Quand l’islam se fâche !
« Daech, c’est l’islam en colère ». Cette affirmation, a priori surprenante, venant du cheikh Rached Ghannouchi chef du parti religieux ‘Ennahdha’ n’étonne guère, elle est toutefois révélatrice de son idiosyncrasie.
Nous avons affaire, avec lui, à un fondamentaliste pur et dur, qui peine à se montrer, selon les opportunités, un tant soi peu modéré. Mais en réalité il n’est pas capable de s’écarter d’un certain dogme. Il en est à trouver quelques circonstances atténuantes aux méfaits et coups bas des salauds extrémistes de ce groupe de déviants sanguinaires dit ‘Daech,’ dont la tactique se résume dans l’usage systématique du meurtre, de l’homicide intentionnel à grande échelle.
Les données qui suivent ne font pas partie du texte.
//! String similarity ratio (Ratcliff/Obershelp).
//!
//! `ratio = 2·M / (|a| + |b|)` where `M` is the number of characters in
//! matching blocks found by recursively taking the longest common
//! substring and recursing on both sides of it.

/// Default threshold above which two names are considered the same entity.
pub const ENTITY_SIMILARITY_THRESHOLD: f64 = 0.8;

/// Similarity ratio in `[0, 1]` between two strings, compared by `char`.
pub fn sequence_ratio(a: &str, b: &str) -> f64 {
    let a: Vec<char> = a.chars().collect();
    let b: Vec<char> = b.chars().collect();
    let total = a.len() + b.len();
    if total == 0 {
        return 1.0;
    }
    2.0 * matching_chars(&a, &b) as f64 / total as f64
}

/// Case-insensitive similarity check: `ratio > threshold`.
pub fn is_similar(a: &str, b: &str, threshold: f64) -> bool {
    sequence_ratio(&a.to_lowercase(), &b.to_lowercase()) > threshold
}

fn matching_chars(a: &[char], b: &[char]) -> usize {
    let (start_a, start_b, len) = longest_common_block(a, b);
    if len == 0 {
        return 0;
    }
    len + matching_chars(&a[..start_a], &b[..start_b])
        + matching_chars(&a[start_a + len..], &b[start_b + len..])
}

/// Longest common substring; earliest in `a`, then earliest in `b`, on ties.
fn longest_common_block(a: &[char], b: &[char]) -> (usize, usize, usize) {
    let mut best = (0, 0, 0);
    // prev[j + 1] = length of the common suffix ending at a[i - 1], b[j]
    let mut prev = vec![0usize; b.len() + 1];
    let mut curr = vec![0usize; b.len() + 1];
    for (i, ca) in a.iter().enumerate() {
        for (j, cb) in b.iter().enumerate() {
            curr[j + 1] = if ca == cb { prev[j] + 1 } else { 0 };
            let len = curr[j + 1];
            if len > best.2 {
                best = (i + 1 - len, j + 1 - len, len);
            }
        }
        std::mem::swap(&mut prev, &mut curr);
    }
    best
}
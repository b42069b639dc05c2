//! Knowledge base of verified facts, one entry per topic.
//!
//! The base is built once and then only read. Extra topics can be loaded
//! from a TOML file of the form:
//!
//! ```toml
//! [[facts]]
//! topic_id = "telephone"
//! canonical_entities = ["Alexander Graham Bell"]
//! alternate_entities = ["Elisha Gray", "Antonio Meucci"]
//! canonical_date = 1876
//! verified_source_prefixes = ["https://en.wikipedia.org/wiki/Telephone"]
//! reference_text = "The telephone was patented by Alexander Graham Bell in 1876."
//! ```

use std::collections::{BTreeSet, HashMap, HashSet};
use std::path::Path;

use serde::{Deserialize, Serialize};
use tracing::info;

use crate::error::{ScoringError, ScoringResult};

/// A verified fact about one topic.
#[derive(Debug, Clone, PartialEq, Eq, Serialize, Deserialize)]
pub struct KnowledgeFact {
    pub topic_id: String,
    /// Canonical people, primary first (e.g. the credited inventor).
    pub canonical_entities: Vec<String>,
    /// Other people legitimately associated with the topic.
    #[serde(default)]
    pub alternate_entities: BTreeSet<String>,
    #[serde(default)]
    pub canonical_date: Option<i32>,
    #[serde(default)]
    pub verified_source_prefixes: BTreeSet<String>,
    /// Reference summary used for the semantic comparison.
    pub reference_text: String,
}

impl KnowledgeFact {
    /// The primary canonical entity, if any is declared.
    pub fn primary_entity(&self) -> Option<&str> {
        self.canonical_entities.first().map(String::as_str)
    }

    /// Whether `url` starts with one of the verified prefixes.
    pub fn is_verified_source(&self, url: &str) -> bool {
        self.verified_source_prefixes
            .iter()
            .any(|prefix| url.starts_with(prefix.as_str()))
    }
}

#[derive(Debug, Deserialize)]
struct KnowledgeFile {
    #[serde(default)]
    facts: Vec<KnowledgeFact>,
}

/// Topic-keyed table of [`KnowledgeFact`]s.
#[derive(Debug, Clone, Default)]
pub struct KnowledgeBase {
    facts: HashMap<String, KnowledgeFact>,
}

impl KnowledgeBase {
    /// An empty knowledge base.
    pub fn new() -> Self {
        Self::default()
    }

    /// Knowledge base holding the built-in `light_bulb` topic.
    pub fn builtin() -> Self {
        let mut facts = HashMap::new();
        let light_bulb = light_bulb_fact();
        facts.insert(light_bulb.topic_id.clone(), light_bulb);
        Self { facts }
    }

    /// Register a fact. Fails if its topic is already present.
    pub fn insert(&mut self, fact: KnowledgeFact) -> ScoringResult<()> {
        if self.facts.contains_key(&fact.topic_id) {
            return Err(ScoringError::DuplicateTopic(fact.topic_id));
        }
        self.facts.insert(fact.topic_id.clone(), fact);
        Ok(())
    }

    /// Parse `[[facts]]` from TOML and register each one.
    ///
    /// All or nothing: a duplicate anywhere in the batch leaves the base
    /// untouched.
    pub fn extend_from_toml(&mut self, source: &str) -> ScoringResult<usize> {
        let file: KnowledgeFile = toml::from_str(source)?;

        let mut incoming = HashSet::with_capacity(file.facts.len());
        for fact in &file.facts {
            if self.contains(&fact.topic_id) || !incoming.insert(fact.topic_id.as_str()) {
                return Err(ScoringError::DuplicateTopic(fact.topic_id.clone()));
            }
        }

        let count = file.facts.len();
        for fact in file.facts {
            self.facts.insert(fact.topic_id.clone(), fact);
        }
        Ok(count)
    }

    /// Load extra topics from a TOML file.
    pub fn extend_from_file(&mut self, path: &Path) -> ScoringResult<usize> {
        let source =
            std::fs::read_to_string(path).map_err(|source| ScoringError::KnowledgeBaseIo {
                path: path.display().to_string(),
                source,
            })?;
        let count = self.extend_from_toml(&source)?;
        info!(path = %path.display(), topics = count, "loaded knowledge base");
        Ok(count)
    }

    /// Look up a topic.
    pub fn get(&self, topic_id: &str) -> ScoringResult<&KnowledgeFact> {
        self.facts
            .get(topic_id)
            .ok_or_else(|| ScoringError::UnknownTopic(topic_id.to_string()))
    }

    pub fn contains(&self, topic_id: &str) -> bool {
        self.facts.contains_key(topic_id)
    }

    /// Registered topic ids, sorted.
    pub fn topics(&self) -> Vec<&str> {
        let mut topics: Vec<&str> = self.facts.keys().map(String::as_str).collect();
        topics.sort_unstable();
        topics
    }

    pub fn len(&self) -> usize {
        self.facts.len()
    }

    pub fn is_empty(&self) -> bool {
        self.facts.is_empty()
    }
}

fn light_bulb_fact() -> KnowledgeFact {
    KnowledgeFact {
        topic_id: "light_bulb".to_string(),
        canonical_entities: vec!["Thomas Edison".to_string()],
        alternate_entities: ["Joseph Swan", "Hiram Maxim", "Humphry Davy"]
            .into_iter()
            .map(String::from)
            .collect(),
        canonical_date: Some(1879),
        verified_source_prefixes: [
            "https://en.wikipedia.org/wiki/Incandescent_light_bulb",
            "https://www.britannica.com/technology/light-bulb",
        ]
        .into_iter()
        .map(String::from)
        .collect(),
        reference_text: "The incandescent light bulb was developed by Thomas Edison in 1879. \
            Other inventors like Joseph Swan and Hiram Maxim contributed earlier versions. \
            Edison's version used a carbon filament which lasted longer and became practical \
            for everyday use."
            .to_string(),
    }
}
//! Per-agent result records.
//!
//! Field names on the wire (`agent`, `response`, `score`, `time`, `status`)
//! match what the web front-end renders.

use std::fmt;
use std::time::Duration;

use evaluation::round_score;
use schemars::JsonSchema;
use serde::{Deserialize, Serialize};

/// Response text recorded for a timed-out agent.
pub const TIMEOUT_MARKER: &str = "⏱️ Timed out (model took too long)";
/// Response text recorded when the model server was unreachable.
pub const CONNECTION_FAILURE_MARKER: &str = "❌ Could not connect to the model server";

/// Terminal state of one agent call.
#[derive(Debug, Clone, Copy, PartialEq, Eq, Hash, Serialize, Deserialize, JsonSchema)]
#[serde(rename_all = "snake_case")]
pub enum AgentStatus {
    Ok,
    Timeout,
    ConnectionError,
    Error,
}

impl fmt::Display for AgentStatus {
    fn fmt(&self, f: &mut fmt::Formatter<'_>) -> fmt::Result {
        match self {
            Self::Ok => write!(f, "ok"),
            Self::Timeout => write!(f, "timeout"),
            Self::ConnectionError => write!(f, "connection_error"),
            Self::Error => write!(f, "error"),
        }
    }
}

/// Outcome of dispatching the query to one agent.
///
/// Built once through the status-specific constructors and read-only
/// afterwards. Failed agents always carry `score == 0.0`.
#[derive(Debug, Clone, PartialEq, Serialize, Deserialize, JsonSchema)]
pub struct AgentResult {
    #[serde(rename = "agent")]
    agent_id: String,
    #[serde(rename = "response")]
    response_text: String,
    score: f64,
    #[serde(rename = "time")]
    elapsed_seconds: f64,
    status: AgentStatus,
}

impl AgentResult {
    /// Successful answer. Score is clamped to `[0, 1]`; score and elapsed
    /// time are rounded to two decimals.
    pub fn ok(
        agent_id: impl Into<String>,
        response_text: impl Into<String>,
        score: f64,
        elapsed: Duration,
    ) -> Self {
        Self {
            agent_id: agent_id.into(),
            response_text: response_text.into(),
            score: round_score(score.clamp(0.0, 1.0)),
            elapsed_seconds: round_score(elapsed.as_secs_f64()),
            status: AgentStatus::Ok,
        }
    }

    /// The agent exceeded its read timeout after `elapsed` wall time.
    pub fn timeout(agent_id: impl Into<String>, elapsed: Duration) -> Self {
        Self {
            agent_id: agent_id.into(),
            response_text: TIMEOUT_MARKER.to_string(),
            score: 0.0,
            elapsed_seconds: round_score(elapsed.as_secs_f64()),
            status: AgentStatus::Timeout,
        }
    }

    /// The model server was unreachable. Elapsed time is not measured.
    pub fn connection_error(agent_id: impl Into<String>) -> Self {
        Self {
            agent_id: agent_id.into(),
            response_text: CONNECTION_FAILURE_MARKER.to_string(),
            score: 0.0,
            elapsed_seconds: 0.0,
            status: AgentStatus::ConnectionError,
        }
    }

    /// Any other failure; `description` is embedded in the response text.
    pub fn error(agent_id: impl Into<String>, description: impl fmt::Display) -> Self {
        Self {
            agent_id: agent_id.into(),
            response_text: format!("❌ Error: {description}"),
            score: 0.0,
            elapsed_seconds: 0.0,
            status: AgentStatus::Error,
        }
    }

    pub fn agent_id(&self) -> &str {
        &self.agent_id
    }

    pub fn response_text(&self) -> &str {
        &self.response_text
    }

    pub fn score(&self) -> f64 {
        self.score
    }

    pub fn elapsed_seconds(&self) -> f64 {
        self.elapsed_seconds
    }

    pub fn status(&self) -> AgentStatus {
        self.status
    }

    pub fn is_ok(&self) -> bool {
        self.status == AgentStatus::Ok
    }
}
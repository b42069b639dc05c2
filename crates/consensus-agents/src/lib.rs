//! Multi-agent answer dispatch and consensus
//!
//! One query goes to several language models at once. Every model ends
//! in exactly one [`AgentResult`] (ok, timeout, connection error or error),
//! successful answers are scored by the overconfidence model, and the
//! agents tied at the top score form the consensus.
//!
//! - [`provider`]: the [`AnswerProvider`] capability and the Ollama client
//! - [`policy`]: per-model timeout table
//! - [`dispatcher`]: concurrent fan-out with partial-failure tolerance
//! - [`consensus`]: best-agent selection
//! - [`analyze`]: request validation, fact checking and the response shape
//! - [`config`]: TOML + environment configuration

pub mod analyze;
pub mod config;
pub mod consensus;
pub mod dispatcher;
pub mod policy;
pub mod provider;
pub mod types;

pub use analyze::{AnalyzeError, AnalyzeRequest, AnalyzeResponse, Analyzer, FactCheck};
pub use config::{AppConfig, ConfigError, EmbeddingBackend};
pub use consensus::{Consensus, ConsensusError, ConsensusSelector};
pub use dispatcher::{AgentDispatcher, DispatchConfig};
pub use policy::TimeoutPolicy;
pub use provider::{
    AnswerProvider, GenerationRequest, OllamaProvider, ProviderError, SharedAnswerProvider,
};
pub use types::{AgentResult, AgentStatus};
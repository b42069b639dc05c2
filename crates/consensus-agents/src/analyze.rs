//! The "analyze" operation: validate, dispatch, select consensus and
//! optionally fact-check the answers against a knowledge-base topic.
//!
//! This is the surface an HTTP layer wraps. Errors classify themselves
//! as client (400) or server (500) failures.

use std::sync::Arc;

use anyhow::Context;
use chrono::{DateTime, Utc};
use evaluation::{
    Embedder, FactScorer, HashingEmbedder, KnowledgeBase, OllamaEmbedder, OverconfidenceScorer,
    PatternEntityExtractor, PenaltyBreakdown,
};
use futures::future::join_all;
use schemars::JsonSchema;
use serde::{Deserialize, Serialize};
use thiserror::Error;
use tracing::{info, info_span, warn, Instrument};
use uuid::Uuid;

use crate::config::{AppConfig, EmbeddingBackend};
use crate::consensus::{ConsensusError, ConsensusSelector};
use crate::dispatcher::AgentDispatcher;
use crate::provider::OllamaProvider;
use crate::types::AgentResult;

#[derive(Debug, Error)]
pub enum AnalyzeError {
    /// Body is not a JSON object of the expected shape.
    #[error("Invalid request: {0}")]
    InvalidRequest(String),

    #[error("Invalid request: missing query")]
    MissingQuery,

    #[error("Empty query")]
    EmptyQuery,

    #[error("Unknown topic: {0}")]
    UnknownTopic(String),

    /// A topic was requested but no fact scorer is configured.
    #[error("Fact checking is not configured")]
    FactCheckUnavailable,

    #[error(transparent)]
    Consensus(#[from] ConsensusError),
}

impl AnalyzeError {
    pub fn is_client_error(&self) -> bool {
        matches!(
            self,
            Self::InvalidRequest(_) | Self::MissingQuery | Self::EmptyQuery | Self::UnknownTopic(_)
        )
    }

    /// HTTP status code for this error.
    pub fn status_code(&self) -> u16 {
        if self.is_client_error() {
            400
        } else {
            500
        }
    }
}

/// Body of an analyze call.
#[derive(Debug, Clone, Default, PartialEq, Serialize, Deserialize, JsonSchema)]
pub struct AnalyzeRequest {
    /// Question sent to every agent. Required, must not be blank.
    #[serde(default)]
    pub query: Option<String>,
    /// Knowledge-base topic to fact-check answers against.
    #[serde(default)]
    pub topic: Option<String>,
}

impl AnalyzeRequest {
    pub fn new(query: impl Into<String>) -> Self {
        Self {
            query: Some(query.into()),
            topic: None,
        }
    }

    pub fn with_topic(mut self, topic: impl Into<String>) -> Self {
        self.topic = Some(topic.into());
        self
    }

    /// Parse a raw JSON body.
    pub fn from_json(body: &str) -> Result<Self, AnalyzeError> {
        serde_json::from_str(body).map_err(|e| AnalyzeError::InvalidRequest(e.to_string()))
    }

    /// The trimmed query, or the client error explaining why there is none.
    pub fn validated_query(&self) -> Result<&str, AnalyzeError> {
        let query = self.query.as_deref().ok_or(AnalyzeError::MissingQuery)?;
        let query = query.trim();
        if query.is_empty() {
            return Err(AnalyzeError::EmptyQuery);
        }
        Ok(query)
    }
}

/// Fact-check outcome for one successful agent.
#[derive(Debug, Clone, PartialEq, Serialize, Deserialize, JsonSchema)]
pub struct FactCheck {
    #[serde(rename = "agent")]
    pub agent_id: String,
    pub score: f64,
    #[serde(default, skip_serializing_if = "Option::is_none")]
    pub breakdown: Option<PenaltyBreakdown>,
    /// Set when scoring failed, e.g. the embedding backend was down.
    #[serde(default, skip_serializing_if = "Option::is_none")]
    pub error: Option<String>,
}

#[derive(Debug, Clone, PartialEq, Serialize, Deserialize, JsonSchema)]
pub struct AnalyzeResponse {
    pub request_id: Uuid,
    /// One record per configured model, in completion order.
    pub answers: Vec<AgentResult>,
    pub best_agents: Vec<AgentResult>,
    #[serde(default, skip_serializing_if = "Option::is_none")]
    pub topic: Option<String>,
    #[serde(default, skip_serializing_if = "Vec::is_empty")]
    pub fact_checks: Vec<FactCheck>,
    pub completed_at: DateTime<Utc>,
}

/// Dispatcher + consensus + optional fact checking, wired for one model set.
pub struct Analyzer {
    dispatcher: AgentDispatcher,
    models: Vec<String>,
    fact_scorer: Option<Arc<FactScorer>>,
    default_topic: Option<String>,
}

impl Analyzer {
    pub fn new(dispatcher: AgentDispatcher, models: Vec<String>) -> Self {
        Self {
            dispatcher,
            models,
            fact_scorer: None,
            default_topic: None,
        }
    }

    pub fn with_fact_scorer(mut self, scorer: Arc<FactScorer>) -> Self {
        self.fact_scorer = Some(scorer);
        self
    }

    /// Topic used when a request names none.
    pub fn with_default_topic(mut self, topic: impl Into<String>) -> Self {
        self.default_topic = Some(topic.into());
        self
    }

    pub fn models(&self) -> &[String] {
        &self.models
    }

    pub fn fact_scorer(&self) -> Option<&Arc<FactScorer>> {
        self.fact_scorer.as_ref()
    }

    /// Build the full production stack from configuration.
    pub fn from_config(config: &AppConfig) -> anyhow::Result<Self> {
        let provider =
            OllamaProvider::new(&config.provider.base_url, config.timeouts.connect_timeout())
                .context("failed to build answer provider")?;
        let confidence =
            Arc::new(OverconfidenceScorer::standard().context("failed to compile lexicon")?);
        let dispatcher =
            AgentDispatcher::new(Arc::new(provider), confidence, config.dispatch_config());

        let fact_scorer = Arc::new(build_fact_scorer(config)?);
        if let Some(topic) = &config.default_topic {
            if !fact_scorer.knowledge().contains(topic) {
                anyhow::bail!("default_topic {topic:?} is not in the knowledge base");
            }
        }

        let mut analyzer =
            Self::new(dispatcher, config.models.clone()).with_fact_scorer(fact_scorer);
        if let Some(topic) = &config.default_topic {
            analyzer = analyzer.with_default_topic(topic);
        }
        Ok(analyzer)
    }

    /// Run one analyze round.
    ///
    /// Request validation happens before any model is called. Per-agent
    /// failures never fail the round.
    pub async fn analyze(&self, request: &AnalyzeRequest) -> Result<AnalyzeResponse, AnalyzeError> {
        let request_id = Uuid::new_v4();
        let span = info_span!("analyze", %request_id);
        self.analyze_inner(request_id, request).instrument(span).await
    }

    async fn analyze_inner(
        &self,
        request_id: Uuid,
        request: &AnalyzeRequest,
    ) -> Result<AnalyzeResponse, AnalyzeError> {
        let query = request.validated_query()?;
        let topic = request.topic.clone().or_else(|| self.default_topic.clone());
        let fact_scorer = match &topic {
            Some(topic) => {
                let scorer = self
                    .fact_scorer
                    .as_ref()
                    .ok_or(AnalyzeError::FactCheckUnavailable)?;
                if !scorer.knowledge().contains(topic) {
                    return Err(AnalyzeError::UnknownTopic(topic.clone()));
                }
                Some(scorer)
            }
            None => None,
        };

        let results = self.dispatcher.dispatch(query, &self.models).await;
        let consensus = ConsensusSelector::select(results)?;

        let fact_checks = match (fact_scorer, &topic) {
            (Some(scorer), Some(topic)) => fact_check(scorer, &consensus.answers, topic).await,
            _ => Vec::new(),
        };

        info!(
            answers = consensus.answers.len(),
            best = consensus.best_agents.len(),
            max_score = consensus.max_score,
            fact_checks = fact_checks.len(),
            "analyze complete"
        );

        Ok(AnalyzeResponse {
            request_id,
            answers: consensus.answers,
            best_agents: consensus.best_agents,
            topic,
            fact_checks,
            completed_at: Utc::now(),
        })
    }
}

/// Score every successful answer concurrently. Failures are reported per
/// agent, never propagated.
async fn fact_check(scorer: &FactScorer, answers: &[AgentResult], topic: &str) -> Vec<FactCheck> {
    let checks = answers.iter().filter(|a| a.is_ok()).map(|answer| async move {
        match scorer.evaluate(answer.response_text(), topic).await {
            Ok(report) => FactCheck {
                agent_id: answer.agent_id().to_string(),
                score: report.score,
                breakdown: Some(report.breakdown),
                error: None,
            },
            Err(e) => {
                warn!(model = %answer.agent_id(), error = %e, "fact check failed");
                FactCheck {
                    agent_id: answer.agent_id().to_string(),
                    score: 0.0,
                    breakdown: None,
                    error: Some(e.to_string()),
                }
            }
        }
    });
    join_all(checks).await
}

/// Knowledge base (built-in plus the configured file), pattern extractor
/// and the configured embedding backend.
pub fn build_fact_scorer(config: &AppConfig) -> anyhow::Result<FactScorer> {
    let mut knowledge = KnowledgeBase::builtin();
    if let Some(path) = &config.knowledge_base {
        knowledge
            .extend_from_file(path)
            .with_context(|| format!("failed to load knowledge base {}", path.display()))?;
    }

    let embedder: Arc<dyn Embedder> = match config.embedding.backend {
        EmbeddingBackend::Ollama => Arc::new(
            OllamaEmbedder::new(&config.provider.base_url, &config.embedding.model)
                .context("failed to build embedder")?,
        ),
        EmbeddingBackend::Hashing => Arc::new(HashingEmbedder::new(config.embedding.dimensions)),
    };

    let extractor = PatternEntityExtractor::new().context("failed to compile entity patterns")?;
    FactScorer::new(Arc::new(knowledge), Arc::new(extractor), embedder)
        .context("failed to build fact scorer")
}
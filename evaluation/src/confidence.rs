//! Overconfidence penalty for free-text model answers.
//!
//! Counts confident-language terms, normalises by answer length and lets
//! hedging language cancel up to half of the result:
//!
//! ```text
//! penalty = (confident_terms × 0.15) / ln(1 + word_count)
//!         × (1 − min(hedge_terms × 0.1, 0.5))
//! ```
//!
//! A term counts once no matter how often it occurs. Matching is
//! case-insensitive and whole-word; multi-word terms ("without doubt")
//! tolerate any run of whitespace between their words.

use regex::Regex;
use serde::{Deserialize, Serialize};
use tracing::debug;

use crate::error::ScoringResult;
use crate::round_score;

/// Penalty contributed by each confident term before length normalisation.
pub const CONFIDENT_TERM_PENALTY: f64 = 0.15;
/// Reduction per hedging term.
pub const HEDGE_TERM_RELIEF: f64 = 0.1;
/// Hedging can cancel at most this fraction of the penalty.
pub const MAX_HEDGE_RELIEF: f64 = 0.5;

const STANDARD_CONFIDENT: &[&str] = &[
    "definitely",
    "certainly",
    "always",
    "never",
    "guaranteed",
    "undoubtedly",
    "clearly",
    "without doubt",
];

const STANDARD_HEDGING: &[&str] = &[
    "maybe", "perhaps", "possibly", "might", "could", "i think", "i guess", "likely", "seems",
    "suggests",
];

/// The two term lists that drive the overconfidence penalty.
///
/// Immutable once built; share it by reference or `Arc` across scorers.
#[derive(Debug, Clone, PartialEq, Eq, Serialize, Deserialize)]
pub struct Lexicon {
    confident: Vec<String>,
    hedging: Vec<String>,
}

impl Lexicon {
    pub fn new<C, H>(confident: C, hedging: H) -> Self
    where
        C: IntoIterator,
        C::Item: Into<String>,
        H: IntoIterator,
        H::Item: Into<String>,
    {
        Self {
            confident: confident.into_iter().map(Into::into).collect(),
            hedging: hedging.into_iter().map(Into::into).collect(),
        }
    }

    /// The built-in English lexicon.
    pub fn standard() -> Self {
        Self::new(
            STANDARD_CONFIDENT.iter().copied(),
            STANDARD_HEDGING.iter().copied(),
        )
    }

    pub fn confident(&self) -> &[String] {
        &self.confident
    }

    pub fn hedging(&self) -> &[String] {
        &self.hedging
    }
}

impl Default for Lexicon {
    fn default() -> Self {
        Self::standard()
    }
}

/// Raw signals behind a penalty, useful for logging and tests.
#[derive(Debug, Clone, Copy, PartialEq, Serialize, Deserialize)]
pub struct ConfidenceSignals {
    pub confident_terms: usize,
    pub hedge_terms: usize,
    pub word_count: usize,
    pub penalty: f64,
}

/// Scores linguistic overconfidence of a text in `[0, 1]`.
#[derive(Debug, Clone)]
pub struct OverconfidenceScorer {
    confident: Vec<Regex>,
    hedging: Vec<Regex>,
}

impl OverconfidenceScorer {
    /// Compile a scorer for the given lexicon.
    pub fn new(lexicon: &Lexicon) -> ScoringResult<Self> {
        Ok(Self {
            confident: compile_terms(lexicon.confident())?,
            hedging: compile_terms(lexicon.hedging())?,
        })
    }

    /// Scorer over [`Lexicon::standard`].
    pub fn standard() -> ScoringResult<Self> {
        Self::new(&Lexicon::standard())
    }

    /// Overconfidence penalty in `[0, 1]`.
    pub fn penalty(&self, text: &str) -> f64 {
        self.signals(text).penalty
    }

    /// Confidence score: `1 − penalty`, rounded to two decimals.
    pub fn score(&self, text: &str) -> f64 {
        round_score(1.0 - self.penalty(text))
    }

    /// Full breakdown of the penalty computation.
    pub fn signals(&self, text: &str) -> ConfidenceSignals {
        let confident_terms = count_present(&self.confident, text);
        let hedge_terms = count_present(&self.hedging, text);
        // Zero-length text still counts as one word so the divisor is ln(2).
        let word_count = text.split_whitespace().count().max(1);

        let base = confident_terms as f64 * CONFIDENT_TERM_PENALTY / (word_count as f64).ln_1p();
        let hedge_factor = 1.0 - (hedge_terms as f64 * HEDGE_TERM_RELIEF).min(MAX_HEDGE_RELIEF);
        let penalty = (base * hedge_factor).clamp(0.0, 1.0);

        debug!(confident_terms, hedge_terms, word_count, penalty, "overconfidence signals");

        ConfidenceSignals {
            confident_terms,
            hedge_terms,
            word_count,
            penalty,
        }
    }
}

fn compile_terms(terms: &[String]) -> ScoringResult<Vec<Regex>> {
    terms
        .iter()
        .map(|term| {
            let body = term
                .split_whitespace()
                .map(regex::escape)
                .collect::<Vec<_>>()
                .join(r"\s+");
            Ok(Regex::new(&format!(r"(?i)\b{body}\b"))?)
        })
        .collect()
}

fn count_present(patterns: &[Regex], text: &str) -> usize {
    patterns.iter().filter(|re| re.is_match(text)).count()
}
Il faut savoir que la doctrine régissant la tactique de Daech est tirée de l’écrit d’un certain Abou Bakr Naji ‘djihadiste’ égyptien au service d’al-qaïda. Cet écrit s’intitule « De la gestion de la sauvagerie: l’étape la plus critique que franchira la communauté des croyants ». Considéré comme le ‘Mein Kampf’ des terroristes, il est conçu comme un plan stratégique d’action, montre comment créer un « Etat islamique ». Abou Bakr Naji préconise une première phase, celle de la « démoralisation ». Il conseille aux ‘djihadistes’ de s’infiltrer et de s’implanter dans des lieux stratégiques, d’y constituer un sanctuaire, de harceler les régimes en place et d’organiser des actions spectaculaires jusqu’à la chute de ces régimes.
Cette stratégie vise à instaurer un climat de violence et de ressentiment religieux afin de créer un climat propice au recrutement des terroriste et autres kamikazes. On doit alors passer à la seconde étape qui va immanquablement déboucher sur un chaos généralisé. Il y aura alors une sorte de guerre « de tous contre tous », ce qui nous rappelle les termes du philosophe Thomas Hobbes. une deuxième phase Abou Bakr Naji rend « licite » le massacre, l’enlèvement, la décapitation, la crucifixion, le bûcher, le viol, la lapidation. ‘Daech’ est allé jusqu’à la cannibalisation et l’esclavage sexuel des femmes dans la mise en oeuvre des théories de ce Naji. Rached Ghannouchi y trouve quant à lui un « Islam en colère », ce faisant il participe à une légitimation idéologique du terrorisme. Mais de quel Islam s’agit-il ? Quand l’islam se met en colère doit-il se renier, se muer en une machine de malheur et de destruction ? Nihilisme absolu! Quels rapports ces nervis de ‘Daech’ peuvent-ils avoir avec l’islam alors qu’ils sont incultes, ignorants ; 99 /100 d’entre eux n’ont pas lu le Coran. Le journal le Monde rapporte, selon L’AFP, une déclaration d’un apprenti ‘djihadiste’ à un policier français : « Le Coran moi, je m’en tape. Ce qui m’intéresse, c’est le djihad. » Est-ce cela l’islam en colère ?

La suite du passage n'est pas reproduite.